Gumercindo Díaz (2014); de Jorge A. Castillo

Gumercindo Díaz

Gumercindo Díaz, a quien llamaban cariñosamente Gumi, tenía 26 años y un Toyota station wagon, su herramienta de trabajo, que venía pagando a plazos desde hace dos años, esto gracias a su tío Eladio, quien hizo de aval de pago. Gumi tenía una esposa, dos años menor que él, y dos niños. Jugaba de lateral derecho en el Club Deportivo Los Tigres de Páucar, aunque en realidad era suplente, a veces ni eso, pero siempre estaba con el equipo y cuando era necesario, se ponía la camiseta y los chimpunes para jugar en un campo de tierra contra cualquier rival, que normalmente era los pueblos o caseríos cercanos: Llanco, Jantao, Espitia, Cora, Pacobamba o Cañerías. Gumi tenía un gran corazón, y eso lo reconoció todo el pueblo después del día de su trágico accidente, accidente que se llevó la vida de él y cuatro personas más, incluyendo un niño de 10 meses de nacido que murió ahogado en el río de aguas heladas a diez metros de donde la camioneta de Gumi terminó después de desbarrancarse en la quebrada conocida como Lauchapata. Los expertos calculan que el barranco es de 300 metros. Gumi trabajaba haciendo transporte tipo colectivo desde Páucar a la capital de la provincia. Era un trayecto de aproximadamente una hora porque no hay pista sino una carretera mal aplanada que en temporada de lluvias es una odisea cruzarla.
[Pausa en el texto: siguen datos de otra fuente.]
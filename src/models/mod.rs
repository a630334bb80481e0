use serde::{Deserialize, Serialize};
use std::fmt;
use std::str::FromStr;

pub mod change_event;
pub mod product;

// Re-exports for convenience
pub use change_event::*;
pub use product::*;

/// Availability of a product page as observed on a single fetch.
///
/// The "never observed" state is not a variant: store lookups return
/// `Option<StatusLabel>` and `None` compares unequal to every label.
#[derive(Debug, Clone, Copy, Serialize, Deserialize, PartialEq, Eq, Hash)]
#[serde(rename_all = "snake_case")]
pub enum StatusLabel {
    InStock,
    Anticipated,
    OutOfStock,
    Unknown,
}

impl StatusLabel {
    pub const ALL: [StatusLabel; 4] = [
        StatusLabel::InStock,
        StatusLabel::Anticipated,
        StatusLabel::OutOfStock,
        StatusLabel::Unknown,
    ];

    pub fn as_str(&self) -> &'static str {
        match self {
            StatusLabel::InStock => "in_stock",
            StatusLabel::Anticipated => "anticipated",
            StatusLabel::OutOfStock => "out_of_stock",
            StatusLabel::Unknown => "unknown",
        }
    }

    /// Whether moving into this status warrants an alert.
    pub fn is_actionable(&self) -> bool {
        matches!(self, StatusLabel::InStock | StatusLabel::Anticipated)
    }
}

impl fmt::Display for StatusLabel {
    fn fmt(&self, f: &mut fmt::Formatter<'_>) -> fmt::Result {
        f.write_str(self.as_str())
    }
}

impl FromStr for StatusLabel {
    type Err = String;

    fn from_str(s: &str) -> Result<Self, Self::Err> {
        StatusLabel::ALL
            .into_iter()
            .find(|label| label.as_str() == s)
            .ok_or_else(|| format!("unrecognised status label '{}'", s))
    }
}
pub mod error;
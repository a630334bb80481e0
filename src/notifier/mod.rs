use async_trait::async_trait;
use serde::{Deserialize, Serialize};

use crate::models::ChangeEvent;

pub mod email;

pub use email::{EmailConfig, EmailNotifier};

/// One message covering every change found in a run.
#[derive(Debug, Clone, Serialize, Deserialize, PartialEq, Eq)]
pub struct Alert {
    pub subject: String,
    pub body: String,
}

impl Alert {
    /// Returns `None` when there is nothing to report.
    pub fn from_events(events: &[ChangeEvent]) -> Option<Self> {
        if events.is_empty() {
            return None;
        }

        let subject = format!("Pokemon stock alert: {} change(s)", events.len());
        let body = events
            .iter()
            .map(|event| format!("{}\n{}\nStatus: {}\n", event.label, event.url, event.status))
            .collect::<Vec<_>>()
            .join("\n");

        Some(Alert { subject, body })
    }
}

#[derive(Debug, Clone, Serialize, Deserialize, PartialEq, Eq)]
pub struct NotificationResult {
    pub success: bool,
    pub message_id: Option<String>,
    pub error: Option<String>,
}

impl NotificationResult {
    pub fn sent(message_id: Option<String>) -> Self {
        NotificationResult {
            success: true,
            message_id,
            error: None,
        }
    }

    pub fn failed(error: impl Into<String>) -> Self {
        NotificationResult {
            success: false,
            message_id: None,
            error: Some(error.into()),
        }
    }
}

/// Delivery channel for alerts.
///
/// Implementations report failures through [`NotificationResult`] instead of
/// returning an error, so a failed delivery never aborts a run.
#[async_trait]
pub trait Notifier: Send + Sync {
    fn name(&self) -> &str;

    async fn notify(&self, alert: &Alert) -> NotificationResult;
}
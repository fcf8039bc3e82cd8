// src/artifact.rs

//! Reading the executed notebook after the run.

use anyhow::{Context, Result};
use serde_json::Value;
use std::path::Path;
use tracing::warn;

use crate::util::read_to_string;

/// Notebook metadata key holding the hosted execution link.
pub const EXECUTION_URL_KEY: &str = "executed_notebook_url";

/// Read `metadata.executed_notebook_url` from a notebook file.
///
/// `Ok(None)` when the field is absent, null, or empty.
pub fn read_execution_url(notebook: &Path) -> Result<Option<String>> {
    let raw = read_to_string(notebook)?;
    let parsed: Value = serde_json::from_str(&raw)
        .with_context(|| format!("Output notebook is not valid JSON: {:?}", notebook))?;

    let url = parsed
        .get("metadata")
        .and_then(|m| m.get(EXECUTION_URL_KEY))
        .and_then(Value::as_str)
        .filter(|s| !s.is_empty())
        .map(str::to_string);

    Ok(url)
}

/// Best-effort variant used by the runner: any problem is a warning.
pub fn execution_url(notebook: &Path) -> Option<String> {
    match read_execution_url(notebook) {
        Ok(Some(url)) => Some(url),
        Ok(None) => {
            warn!(path = %notebook.display(), "output notebook has no execution URL");
            None
        }
        Err(e) => {
            let error = format!("{:#}", e);
            warn!(path = %notebook.display(), %error, "could not read output notebook");
            None
        }
    }
}

/// The line printed when an execution URL is available.
pub fn url_line(url: &str) -> String {
    format!("Notebook run can be found at {}", url)
}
Gumi cubría esa ruta junto con otros compañeros que, turno a turno, movilizaban a la gente entre esas dos ciudades. El día que Gumi perdió el control de su vehículo y se desbarrancó eran las 4 de la mañana aproximadamente, y transportaba a Eladia Quispe (26) que llevaba su niño E.J.Q. (10 meses de nacido), Lucía Coclla (35) y Carnila Soto (69) quien iba con su nieto E.P.S. (10). Todos ellos iban llevando su mercadería, frutas y verduras pero principalmente papas desde su tierra natal al mercado ferial que, sábado a sábado, se ubicaba en plena avenida. La disposición fue dictada por el alcalde provincial anterior, hoy preso, acusado de corrupción y tráfico de influencias. Esta disposición le permitió ganarse unos votitos en la futura reelección en la que no llegó a participar porque está en la cárcel.

Gumi trabajaba desde las 6 de la mañana hasta las 8 de la noche. El día del fatal accidente, Gumi había trabajado desde las 5 de la mañana hasta la 1 de la mañana del día siguiente, con el intervalo de dos horas en que tuvo que llevar a su hermano, víctima de un fatal cólico estomacal, a la posta de salud más cercana. Trabajó muchas horas porque había fiesta patronal en un pueblo entre las rutas previstas y ahí abundaba pasajero, y, Gumi, sabido, no dejó escapar esa oportunidad. Se acostó muy tarde y muy cansado. Tomó una sopa fría más por costumbre que por hambre y se acostó sin decir buenas noches a nadie. Gumi tenía un corazón amoroso y siempre se despedía de sus niños con besos y rezos, y con su esposa, si no estaba peleado (lo que era usual), tenía siempre una caricia para ella; incluso, en ocasiones, le palmeaba el poto en señal de complicidad y picardía. La señora Carnila le tocó la puerta a las 3 de la mañana para pedirle que la llevara a la ciudad porque la feria abre temprano y quien temprano llega pues escoge los mejores puestos, es decir «a quien madruga dios lo ayuda», y ese fin de semana pensaban vender hasta la última papita de la reciente cosecha y regresar, muy tarde y bien comidos, de vuelta a Páucar. Gumi somnoliento atendió la puerta y no se hizo rogar, claro, claro, dijo, ya voy. Se puso su chompa hasta el cuello, se mojó la cara con agua helada de un lavatorio rojo y fue por las llaves. Olvidó su gorra habitual. Afuera esperaban las demás señoras. En la camioneta, iban adelante Eladia y su bebé, atrás Lucía, Carnila y su nieto de 10 años. Arrancó el motor y partieron. Iban conversando para matar el aburrimiento y para mantener la temperatura del auto pues más cálida. No había bromas, solo comentarios. Gumi preguntaba y las demás respondían. Tal vez así se me quita el sueño, pensaba él. Que fuerte la neblina hoy, ¿no?, decía Gumi. Las demás asentían, comentaban. Cerca a la quebrada Lauchapata, Gumi pestañeó un segundo demás, y a la siguiente pestañeada estaba volando rumbo al río abajo que sería la sepultura final de todos los pasajeros.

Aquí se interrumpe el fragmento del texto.